* _Try it_: Retrieve each line that contains the word "authenticator" from the entries below.

* _Supplied records_:
use chrono::{NaiveDate, TimeZone, Utc};
use sqlx::PgPool;
use uuid::Uuid;

use crate::models::user::{ROLE_ADMIN, ROLE_USER};
use crate::utils::password::hash_password;

pub const SEED_PASSWORD: &str = "gophers";

const ADMIN_ID: Uuid = Uuid::from_u128(0x5cf37266_3473_4006_984f_9325122678b7);
const USER_ID: Uuid = Uuid::from_u128(0x45b5fbd3_755f_4379_8f07_a58d4a30fa2f);
const LOKYS_ID: Uuid = Uuid::from_u128(0x5828612a_1f8a_403c_b6d1_6cb66fbf0c66);

const RESTAURANTS: [(Uuid, &str, &str); 5] = [
    (
        Uuid::from_u128(0x0ce90028_69cb_4e9c_9af0_7bbada50d5b6),
        "Paikis",
        "A. Smetonos g. 5, Vilnius 01115",
    ),
    (
        Uuid::from_u128(0x71b8fb90_24eb_4012_9048_3ba210aac0f6),
        "Seeet Root",
        "Užupio g. 22, Vilnius 01203",
    ),
    (
        Uuid::from_u128(0x2df32931_3072_4d11_8109_d1f0988c26b3),
        "Lauro lapas",
        "Pamėnkalnio g. 24, Vilnius 01114",
    ),
    (
        Uuid::from_u128(0x8800c4d0_0219_49d5_9eb0_db457ee015e5),
        "Mykolo 4",
        "Šv. Mykolo g. 4, Vilnius 01124",
    ),
    (LOKYS_ID, "Lokys", "Stiklių g. 10, Vilnius 01131"),
];

const MENUS: [(Uuid, (i32, u32, u32), &str); 2] = [
    (
        Uuid::from_u128(0x4058d981_0df1_45de_807e_b8e90bcb2d80),
        (2020, 3, 1),
        "Lokys menu for 2020-03-01",
    ),
    (
        Uuid::from_u128(0xf70a7f9a_e41a_47e5_b56c_444646df77bc),
        (2020, 3, 2),
        "Lokys menu for 2020-03-02",
    ),
];

#[derive(Debug, thiserror::Error)]
pub enum SeedError {
    #[error("failed to hash seed password: {0}")]
    Hash(argon2::password_hash::Error),
    #[error("invalid seed date {0:?}")]
    Date((i32, u32, u32)),
    #[error(transparent)]
    Database(#[from] sqlx::Error),
}

/// Loads the demo data set. Safe to run repeatedly; existing rows are kept.
pub async fn seed(pool: &PgPool) -> Result<(), SeedError> {
    let created = Utc
        .with_ymd_and_hms(2019, 3, 24, 0, 0, 0)
        .single()
        .unwrap_or_else(Utc::now);
    let password_hash = hash_password(SEED_PASSWORD).map_err(SeedError::Hash)?;

    let mut tx = pool.begin().await?;

    let users = [
        (
            ADMIN_ID,
            "Admin Gopher",
            "admin@example.com",
            vec![ROLE_ADMIN.to_string(), ROLE_USER.to_string()],
        ),
        (
            USER_ID,
            "User Gopher",
            "user@example.com",
            vec![ROLE_USER.to_string()],
        ),
    ];
    for (id, name, email, roles) in users {
        sqlx::query(
            r#"
            INSERT INTO users (user_id, name, email, roles, password_hash, date_created, date_updated)
            VALUES ($1, $2, $3, $4, $5, $6, $6)
            ON CONFLICT DO NOTHING
            "#,
        )
        .bind(id)
        .bind(name)
        .bind(email)
        .bind(roles)
        .bind(&password_hash)
        .bind(created)
        .execute(&mut *tx)
        .await?;
    }

    for (id, name, address) in RESTAURANTS {
        sqlx::query(
            r#"
            INSERT INTO restaurant (restaurant_id, name, address, owner_user_id, date_created, date_updated)
            VALUES ($1, $2, $3, $4, $5, $5)
            ON CONFLICT DO NOTHING
            "#,
        )
        .bind(id)
        .bind(name)
        .bind(address)
        .bind(ADMIN_ID)
        .bind(created)
        .execute(&mut *tx)
        .await?;
    }

    for (id, ymd, content) in MENUS {
        let date = NaiveDate::from_ymd_opt(ymd.0, ymd.1, ymd.2).ok_or(SeedError::Date(ymd))?;
        sqlx::query(
            r#"
            INSERT INTO menu (menu_id, restaurant_id, date, menu, votes)
            VALUES ($1, $2, $3, $4, 0)
            ON CONFLICT DO NOTHING
            "#,
        )
        .bind(id)
        .bind(LOKYS_ID)
        .bind(date)
        .bind(content)
        .execute(&mut *tx)
        .await?;
    }

    tx.commit().await?;
    tracing::info!("seed data loaded");
    Ok(())
}
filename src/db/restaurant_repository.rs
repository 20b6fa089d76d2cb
use async_trait::async_trait;
use chrono::NaiveDate;
use uuid::Uuid;

use crate::models::restaurant::{Menu, NewRestaurant, Restaurant, UpsertMenu};

#[derive(Debug, Clone, PartialEq)]
pub enum MenuUpsert {
    Created(Menu),
    Updated(Menu),
}

/// Plain reads and writes for restaurants and their menus. Nothing here
/// touches `menu.votes`; that counter belongs to the vote engine.
#[async_trait]
pub trait RestaurantRepository: Send + Sync {
    async fn list_restaurants(&self) -> Result<Vec<Restaurant>, sqlx::Error>;
    async fn find_restaurant(&self, restaurant_id: Uuid)
        -> Result<Option<Restaurant>, sqlx::Error>;
    async fn create_restaurant(
        &self,
        owner_user_id: Uuid,
        restaurant: &NewRestaurant,
    ) -> Result<Restaurant, sqlx::Error>;
    async fn delete_restaurant(&self, restaurant_id: Uuid) -> Result<bool, sqlx::Error>;

    /// Newest first.
    async fn list_menus_for_restaurant(
        &self,
        restaurant_id: Uuid,
    ) -> Result<Vec<Menu>, sqlx::Error>;
    async fn find_menu(
        &self,
        restaurant_id: Uuid,
        menu_id: Uuid,
    ) -> Result<Option<Menu>, sqlx::Error>;
    async fn list_menus_by_date(&self, date: NaiveDate) -> Result<Vec<Menu>, sqlx::Error>;
    /// Creates the (restaurant, date) menu or replaces its content. An explicit
    /// `menu.id` that does not belong to the restaurant yields `RowNotFound`.
    async fn upsert_menu(
        &self,
        restaurant_id: Uuid,
        menu: &UpsertMenu,
    ) -> Result<MenuUpsert, sqlx::Error>;
}
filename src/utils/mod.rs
pub mod jwt;
pub mod password;
pub mod config;
pub mod db;
pub mod engine;
pub mod errors;
pub mod models;
pub mod responses;
pub mod routes;
pub mod services;
pub mod state;
pub mod utils;

pub use state::AppState;
use argon2::password_hash::{rand_core::OsRng, Error, PasswordHash, PasswordVerifier, SaltString};
use argon2::{Argon2, PasswordHasher};

pub fn hash_password(password: &str) -> Result<String, Error> {
    let salt = SaltString::generate(&mut OsRng);
    let argon2 = Argon2::default();

    let password_hash = argon2
        .hash_password(password.as_bytes(), &salt)?
        .to_string();
    Ok(password_hash)
}

/// `Ok(false)` for a wrong password, `Err` only when `hash` is not a PHC string.
/// The comparison itself is constant-time inside argon2.
pub fn verify_password(password: &str, hash: &str) -> Result<bool, Error> {
    let parsed_hash = PasswordHash::new(hash)?;
    Ok(Argon2::default()
        .verify_password(password.as_bytes(), &parsed_hash)
        .is_ok())
}
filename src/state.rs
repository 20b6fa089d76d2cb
use std::sync::Arc;

use crate::config::Config;
use crate::db::{restaurant_repository::RestaurantRepository, user_repository::UserRepository};
use crate::engine::VoteEngine;
use crate::services::authenticator::Authenticator;
use crate::utils::jwt::{JwtKeyProvider, JwtKeys};

#[derive(Clone)]
pub struct AppState {
    pub db: Arc<dyn UserRepository>,
    pub restaurant_repo: Arc<dyn RestaurantRepository>,
    pub votes: Arc<VoteEngine>,
    pub authenticator: Arc<dyn Authenticator>,
    pub jwt_keys: Arc<JwtKeys>,
    pub config: Arc<Config>,
}

impl JwtKeyProvider for AppState {
    fn jwt_keys(&self) -> &JwtKeys {
        &self.jwt_keys
    }
}
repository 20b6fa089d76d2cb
use chrono::{DateTime, Duration, Utc};
use serde::{Deserialize, Serialize};

use crate::models::user::User;

/// Identity and permissions carried by an access token. Built fresh on every
/// successful login and rebuilt from a verified token on every request.
#[derive(Debug, Serialize, Deserialize, PartialEq, Eq, Clone)]
pub struct Claims {
    pub sub: String, // user ID
    pub name: String,
    pub email: String,
    pub roles: Vec<String>,
    pub iat: i64,
    pub exp: i64,
}

impl Claims {
    /// Claims for `user`, valid from `now` until `now + ttl`.
    pub fn new(user: &User, now: DateTime<Utc>, ttl: Duration) -> Self {
        Claims {
            sub: user.id.to_string(),
            name: user.name.clone(),
            email: user.email.clone(),
            roles: user.roles.clone(),
            iat: now.timestamp(),
            exp: (now + ttl).timestamp(),
        }
    }

    pub fn has_role(&self, role: &str) -> bool {
        self.roles.iter().any(|r| r == role)
    }

    pub fn is_expired_at(&self, now: DateTime<Utc>) -> bool {
        self.exp <= now.timestamp()
    }
}
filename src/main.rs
use std::sync::Arc;

use anyhow::{Context, Result};
use axum::http::{
    header::{AUTHORIZATION, CONTENT_TYPE},
    HeaderValue, Method, StatusCode,
};
use tokio::net::TcpListener;
use tower_http::{
    cors::{Any, CorsLayer},
    timeout::TimeoutLayer,
    trace::TraceLayer,
};
use tracing::info;
use tracing_subscriber::EnvFilter;

use menuvote_backend::{
    config::{Config, LogFormat},
    db::{
        self, postgres_restaurant_repository::PostgresRestaurantRepository,
        postgres_user_repository::PostgresUserRepository,
        postgres_vote_repository::PostgresVoteLedger,
        restaurant_repository::RestaurantRepository, user_repository::UserRepository,
    },
    engine::VoteEngine,
    routes,
    services::authenticator::DefaultAuthenticator,
    utils::jwt::JwtKeys,
    AppState,
};

fn init_tracing(format: &LogFormat) {
    let filter = EnvFilter::try_from_default_env().unwrap_or_else(|_| EnvFilter::new("info"));
    let builder = tracing_subscriber::fmt().with_env_filter(filter);
    match format {
        LogFormat::Json => builder.json().init(),
        LogFormat::Pretty => builder.init(),
    }
}

fn cors_layer(config: &Config) -> Result<CorsLayer> {
    let cors = CorsLayer::new()
        .allow_methods([Method::GET, Method::POST, Method::PUT, Method::DELETE])
        .allow_headers([AUTHORIZATION, CONTENT_TYPE]);

    Ok(match &config.frontend_origin {
        Some(origin) => cors.allow_origin(
            origin
                .parse::<HeaderValue>()
                .with_context(|| format!("FRONTEND_ORIGIN is not a valid origin: {origin}"))?,
        ),
        None => cors.allow_origin(Any),
    })
}

#[tokio::main]
async fn main() -> Result<()> {
    let config = Config::from_env().context("failed to load configuration")?;
    init_tracing(&config.log_format);

    let jwt_keys = Arc::new(JwtKeys::from_secret(&config.jwt_secret).context("invalid JWT_SECRET")?);

    let pg_pool = db::connect(&config.database_url, config.db_max_connections)
        .await
        .context("failed to connect to the database")?;
    info!("connected to the database");

    let user_repo = Arc::new(PostgresUserRepository {
        pool: pg_pool.clone(),
    }) as Arc<dyn UserRepository>;
    let restaurant_repo = Arc::new(PostgresRestaurantRepository {
        pool: pg_pool.clone(),
    }) as Arc<dyn RestaurantRepository>;
    let votes = Arc::new(VoteEngine::new(Arc::new(PostgresVoteLedger {
        pool: pg_pool.clone(),
    })));
    let authenticator = Arc::new(DefaultAuthenticator::new(
        user_repo.clone(),
        jwt_keys.clone(),
        config.token_ttl,
    ));

    let cors = cors_layer(&config)?;
    let addr = config.bind_addr;
    let request_timeout = config.request_timeout;

    let state = AppState {
        db: user_repo,
        restaurant_repo,
        votes,
        authenticator,
        jwt_keys,
        config: Arc::new(config),
    };

    let app = routes::app(state)
        .layer(TimeoutLayer::with_status_code(
            StatusCode::REQUEST_TIMEOUT,
            request_timeout,
        ))
        .layer(TraceLayer::new_for_http())
        .layer(cors);

    let listener = TcpListener::bind(addr)
        .await
        .with_context(|| format!("failed to bind {addr}"))?;
    info!(%addr, "listening");
    axum::serve(listener, app)
        .with_graceful_shutdown(shutdown_signal())
        .await
        .context("server error")?;
    Ok(())
}

async fn shutdown_signal() {
    if let Err(err) = tokio::signal::ctrl_c().await {
        tracing::error!(?err, "failed to listen for shutdown signal");
    }
    info!("shutting down");
}
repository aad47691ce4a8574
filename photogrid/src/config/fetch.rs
//! Fetch queue configuration.

use super::defaults::{default_max_concurrent, DEFAULT_FETCH_TIMEOUT_SECS};
use crate::fetch::DEFAULT_USER_AGENT;
use std::time::Duration;

/// Configuration for the keyed fetch queue and its HTTP client.
///
/// # Example
///
/// ```
/// use photogrid::config::FetchConfig;
/// use std::time::Duration;
///
/// // Using defaults: 15 second timeout, one slot per CPU
/// let config = FetchConfig::default();
/// assert_eq!(config.timeout(), Duration::from_secs(15));
///
/// // Custom configuration
/// let config = FetchConfig::new()
///     .with_timeout_secs(30)
///     .with_max_concurrent(4);
/// assert_eq!(config.max_concurrent(), 4);
/// ```
#[derive(Debug, Clone, PartialEq, Eq)]
pub struct FetchConfig {
    /// Maximum time a single request may take
    timeout: Duration,
    /// Maximum number of simultaneously running fetches
    max_concurrent: usize,
    /// User-Agent header sent with every request
    user_agent: String,
}

impl FetchConfig {
    /// Create a new fetch configuration with default values.
    pub fn new() -> Self {
        Self::default()
    }

    /// Set the per-request timeout in seconds.
    ///
    /// Default: 15 seconds.
    pub fn with_timeout_secs(self, timeout: u64) -> Self {
        self.with_timeout(Duration::from_secs(timeout))
    }

    /// Set the per-request timeout.
    pub fn with_timeout(mut self, timeout: Duration) -> Self {
        self.timeout = timeout;
        self
    }

    /// Set the maximum number of concurrently running fetches.
    ///
    /// Zero is raised to one. Default: available hardware parallelism.
    pub fn with_max_concurrent(mut self, max_concurrent: usize) -> Self {
        self.max_concurrent = max_concurrent.max(1);
        self
    }

    /// Set the User-Agent header.
    pub fn with_user_agent(mut self, user_agent: impl Into<String>) -> Self {
        self.user_agent = user_agent.into();
        self
    }

    /// Get the per-request timeout.
    pub fn timeout(&self) -> Duration {
        self.timeout
    }

    /// Get the maximum number of concurrently running fetches.
    pub fn max_concurrent(&self) -> usize {
        self.max_concurrent
    }

    /// Get the User-Agent header.
    pub fn user_agent(&self) -> &str {
        &self.user_agent
    }
}

impl Default for FetchConfig {
    fn default() -> Self {
        Self {
            timeout: Duration::from_secs(DEFAULT_FETCH_TIMEOUT_SECS),
            max_concurrent: default_max_concurrent(),
            user_agent: DEFAULT_USER_AGENT.to_string(),
        }
    }
}

#[cfg(test)]
mod tests {
    use super::*;

    #[test]
    fn test_default_config() {
        let config = FetchConfig::default();
        assert_eq!(config.timeout(), Duration::from_secs(15));
        assert_eq!(config.max_concurrent(), default_max_concurrent());
        assert_eq!(config.user_agent(), DEFAULT_USER_AGENT);
    }

    #[test]
    fn test_new_equals_default() {
        assert_eq!(FetchConfig::new(), FetchConfig::default());
    }

    #[test]
    fn test_builder_chain() {
        let config = FetchConfig::new()
            .with_timeout(Duration::from_millis(250))
            .with_max_concurrent(4)
            .with_user_agent("test-agent");

        assert_eq!(config.timeout(), Duration::from_millis(250));
        assert_eq!(config.max_concurrent(), 4);
        assert_eq!(config.user_agent(), "test-agent");
    }

    #[test]
    fn test_zero_concurrency_is_raised_to_one() {
        let config = FetchConfig::new().with_max_concurrent(0);
        assert_eq!(config.max_concurrent(), 1);
    }
}
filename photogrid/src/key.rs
//! Grid position keys.
//!
//! A [`PositionKey`] identifies one slot of the photo grid. It is the key of
//! the in-flight table, so it must stay stable for the lifetime of the record
//! it names: it is tied to list position, never to content.

use std::fmt;

/// Identifier for a grid slot: a (section, item) pair.
///
/// Ordering is lexicographic (section first), which gives deterministic
/// iteration when keys are collected and sorted.
#[derive(Debug, Clone, Copy, PartialEq, Eq, PartialOrd, Ord, Hash)]
pub struct PositionKey {
    /// Section index (the grid has a single section in practice)
    pub section: u32,
    /// Item index within the section
    pub item: u32,
}

impl PositionKey {
    /// Creates a key from a section and item index.
    pub const fn new(section: u32, item: u32) -> Self {
        Self { section, item }
    }

    /// Creates a key for an item in section 0.
    pub const fn item(item: u32) -> Self {
        Self::new(0, item)
    }

    /// Returns the item index as a `usize` for indexing into record lists.
    pub fn index(&self) -> usize {
        self.item as usize
    }
}

impl fmt::Display for PositionKey {
    fn fmt(&self, f: &mut fmt::Formatter<'_>) -> fmt::Result {
        write!(f, "({}, {})", self.section, self.item)
    }
}

#[cfg(test)]
mod tests {
    use super::*;
    use std::collections::HashSet;

    #[test]
    fn test_ordering_is_section_then_item() {
        let mut keys = vec![
            PositionKey::new(1, 0),
            PositionKey::new(0, 5),
            PositionKey::new(0, 1),
        ];
        keys.sort();
        assert_eq!(
            keys,
            vec![
                PositionKey::new(0, 1),
                PositionKey::new(0, 5),
                PositionKey::new(1, 0)
            ]
        );
    }

    #[test]
    fn test_equal_keys_hash_equal() {
        let mut set = HashSet::new();
        set.insert(PositionKey::new(3, 0));
        assert!(!set.insert(PositionKey::new(3, 0)));
        assert!(set.insert(PositionKey::new(0, 3)));
    }

    #[test]
    fn test_item_constructor_uses_section_zero() {
        let key = PositionKey::item(42);
        assert_eq!(key.section, 0);
        assert_eq!(key.index(), 42);
    }

    #[test]
    fn test_display() {
        assert_eq!(PositionKey::new(1, 0).to_string(), "(1, 0)");
    }
}
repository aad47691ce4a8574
//! CLI error handling with user-friendly messages.
//!
//! Centralizes error handling for the CLI, providing consistent formatting
//! and appropriate exit codes.

use photogrid::config::ConfigFileError;
use photogrid::fetch::NetworkError;
use std::fmt;
use std::process;

/// CLI-specific errors with user-friendly messages.
#[derive(Debug)]
pub enum CliError {
    /// Failed to initialize logging
    LoggingInit(String),
    /// Configuration error
    Config(String),
    /// Failed to build the HTTP client
    Client(NetworkError),
    /// Failed to start the async runtime
    Runtime(std::io::Error),
    /// Some photos were still failed after the last retry round
    Incomplete { failed: usize, total: usize },
}

impl CliError {
    /// Exit the process with an appropriate error message and code.
    pub fn exit(&self) -> ! {
        eprintln!("Error: {}", self);

        match self {
            CliError::Config(_) => {
                eprintln!();
                eprintln!("Run 'photogrid config path' to locate the configuration file,");
                eprintln!("or 'photogrid config init --force' to restore the defaults.");
            }
            CliError::Incomplete { .. } => {
                eprintln!();
                eprintln!("Common fixes:");
                eprintln!("  1. Retry failed photos: photogrid fetch --retries 2");
                eprintln!("  2. Slow network: raise the timeout with --timeout <seconds>");
                eprintln!("  3. Rate limiting: lower parallelism with --concurrency <n>");
            }
            _ => {}
        }

        process::exit(1)
    }
}

impl fmt::Display for CliError {
    fn fmt(&self, f: &mut fmt::Formatter<'_>) -> fmt::Result {
        match self {
            CliError::LoggingInit(msg) => write!(f, "Failed to initialize logging: {}", msg),
            CliError::Config(msg) => write!(f, "Configuration error: {}", msg),
            CliError::Client(e) => write!(f, "Failed to create HTTP client: {}", e),
            CliError::Runtime(e) => write!(f, "Failed to start async runtime: {}", e),
            CliError::Incomplete { failed, total } => {
                write!(f, "{} of {} photos failed to load", failed, total)
            }
        }
    }
}

impl std::error::Error for CliError {
    fn source(&self) -> Option<&(dyn std::error::Error + 'static)> {
        match self {
            CliError::Client(e) => Some(e),
            CliError::Runtime(e) => Some(e),
            _ => None,
        }
    }
}

impl From<ConfigFileError> for CliError {
    fn from(e: ConfigFileError) -> Self {
        CliError::Config(e.to_string())
    }
}
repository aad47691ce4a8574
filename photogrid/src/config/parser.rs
//! INI parsing logic for converting `Ini` → `ConfigFile`.
//!
//! It is the single place where INI key names are mapped to struct fields.

use ini::Ini;
use std::path::PathBuf;
use std::str::FromStr;

use super::file::ConfigFileError;
use super::settings::ConfigFile;

/// Parse an `Ini` object into a `ConfigFile`.
///
/// Starts from `ConfigFile::default()` and overlays any values found in the INI.
pub(super) fn parse_ini(ini: &Ini) -> Result<ConfigFile, ConfigFileError> {
    let mut config = ConfigFile::default();

    // [fetch] section
    if let Some(section) = ini.section(Some("fetch")) {
        if let Some(v) = section.get("timeout") {
            config.fetch.timeout = parse_positive(v, "fetch", "timeout")?;
        }
        if let Some(v) = section.get("max_concurrent") {
            let v = v.trim();
            config.fetch.max_concurrent = if v.is_empty() || v.eq_ignore_ascii_case("auto") {
                None
            } else {
                Some(parse_positive(v, "fetch", "max_concurrent")?)
            };
        }
        if let Some(v) = section.get("user_agent") {
            let v = v.trim();
            if !v.is_empty() {
                config.fetch.user_agent = v.to_string();
            }
        }
    }

    // [grid] section
    if let Some(section) = ini.section(Some("grid")) {
        if let Some(v) = section.get("source_url") {
            let v = v.trim();
            if !(v.starts_with("http://") || v.starts_with("https://")) {
                return Err(invalid("grid", "source_url", v, "must be an http(s) URL"));
            }
            config.grid.source_url = v.to_string();
        }
        if let Some(v) = section.get("reload_count") {
            config.grid.reload_count = v
                .trim()
                .parse()
                .map_err(|_| invalid("grid", "reload_count", v, "expected a whole number"))?;
        }
        if let Some(v) = section.get("columns") {
            config.grid.columns = parse_positive(v, "grid", "columns")?;
        }
        if let Some(v) = section.get("rows") {
            config.grid.rows = parse_positive(v, "grid", "rows")?;
        }
    }

    // [logging] section
    if let Some(section) = ini.section(Some("logging")) {
        if let Some(v) = section.get("file") {
            let v = v.trim();
            if !v.is_empty() {
                config.logging.file = expand_tilde(v);
            }
        }
    }

    Ok(config)
}

fn parse_positive<T>(value: &str, section: &str, key: &str) -> Result<T, ConfigFileError>
where
    T: FromStr + PartialOrd + Default,
{
    match value.trim().parse::<T>() {
        Ok(n) if n > T::default() => Ok(n),
        _ => Err(invalid(section, key, value, "expected a positive number")),
    }
}

fn invalid(section: &str, key: &str, value: &str, reason: &str) -> ConfigFileError {
    ConfigFileError::InvalidValue {
        section: section.to_string(),
        key: key.to_string(),
        value: value.to_string(),
        reason: reason.to_string(),
    }
}

pub(super) fn expand_tilde(path: &str) -> PathBuf {
    if let Some(stripped) = path.strip_prefix("~/") {
        if let Some(home) = dirs::home_dir() {
            return home.join(stripped);
        }
    }
    PathBuf::from(path)
}

#[cfg(test)]
mod tests {
    use super::*;

    fn parse(content: &str) -> Result<ConfigFile, ConfigFileError> {
        let ini = Ini::load_from_str(content).unwrap();
        parse_ini(&ini)
    }

    #[test]
    fn test_empty_ini_is_default() {
        assert_eq!(parse("").unwrap(), ConfigFile::default());
    }

    #[test]
    fn test_fetch_section() {
        let config = parse("[fetch]\ntimeout = 20\nmax_concurrent = 8\nuser_agent = grid-test\n")
            .unwrap();
        assert_eq!(config.fetch.timeout, 20);
        assert_eq!(config.fetch.max_concurrent, Some(8));
        assert_eq!(config.fetch.user_agent, "grid-test");
    }

    #[test]
    fn test_max_concurrent_auto() {
        let config = parse("[fetch]\nmax_concurrent = auto\n").unwrap();
        assert!(config.fetch.max_concurrent.is_none());
    }

    #[test]
    fn test_zero_timeout_is_rejected() {
        let err = parse("[fetch]\ntimeout = 0\n").unwrap_err();
        assert!(matches!(
            err,
            ConfigFileError::InvalidValue { ref section, ref key, .. }
                if section == "fetch" && key == "timeout"
        ));
    }

    #[test]
    fn test_non_http_source_is_rejected() {
        let err = parse("[grid]\nsource_url = ftp://example.com/a.jpg\n").unwrap_err();
        assert!(err.to_string().contains("grid.source_url"));
    }

    #[test]
    fn test_grid_section() {
        let config = parse("[grid]\nreload_count = 0\ncolumns = 3\nrows = 4\n").unwrap();
        assert_eq!(config.grid.reload_count, 0);
        assert_eq!(config.grid.columns, 3);
        assert_eq!(config.grid.rows, 4);
    }

    #[test]
    fn test_logging_file_expands_tilde() {
        let config = parse("[logging]\nfile = /tmp/photogrid-test.log\n").unwrap();
        assert_eq!(config.logging.file, PathBuf::from("/tmp/photogrid-test.log"));
    }
}
//! Paged grid geometry.

/// Shape of one grid page.
///
/// The grid scrolls page by page; the final page is padded with blank cells
/// so every page is full.
#[derive(Debug, Clone, Copy, PartialEq, Eq)]
pub struct PageLayout {
    columns: u32,
    rows: u32,
}

impl PageLayout {
    /// Creates a layout. Zero dimensions are raised to one.
    pub fn new(columns: u32, rows: u32) -> Self {
        Self {
            columns: columns.max(1),
            rows: rows.max(1),
        }
    }

    pub fn columns(&self) -> u32 {
        self.columns
    }

    pub fn rows(&self) -> u32 {
        self.rows
    }

    pub fn items_per_page(&self) -> usize {
        (self.columns * self.rows) as usize
    }

    /// Pages needed to show `photo_count` photos.
    pub fn page_count(&self, photo_count: usize) -> usize {
        photo_count.div_ceil(self.items_per_page())
    }

    /// Total cells including blank padding on the last page.
    pub fn slot_count(&self, photo_count: usize) -> usize {
        self.page_count(photo_count) * self.items_per_page()
    }

    /// Page containing the cell at `index`.
    pub fn page_of(&self, index: usize) -> usize {
        index / self.items_per_page()
    }

    /// (column, row) of the cell at `index` within its page.
    pub fn cell_of(&self, index: usize) -> (u32, u32) {
        let within = (index % self.items_per_page()) as u32;
        (within % self.columns, within / self.columns)
    }
}

impl Default for PageLayout {
    fn default() -> Self {
        Self::new(crate::config::DEFAULT_COLUMNS, crate::config::DEFAULT_ROWS)
    }
}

* _Written answer_:
use crate::services::authenticator::Authenticator;
    pub authenticator: Arc<dyn Authenticator>,
    services::authenticator::DefaultAuthenticator,
    let authenticator = Arc::new(DefaultAuthenticator::new(
        authenticator,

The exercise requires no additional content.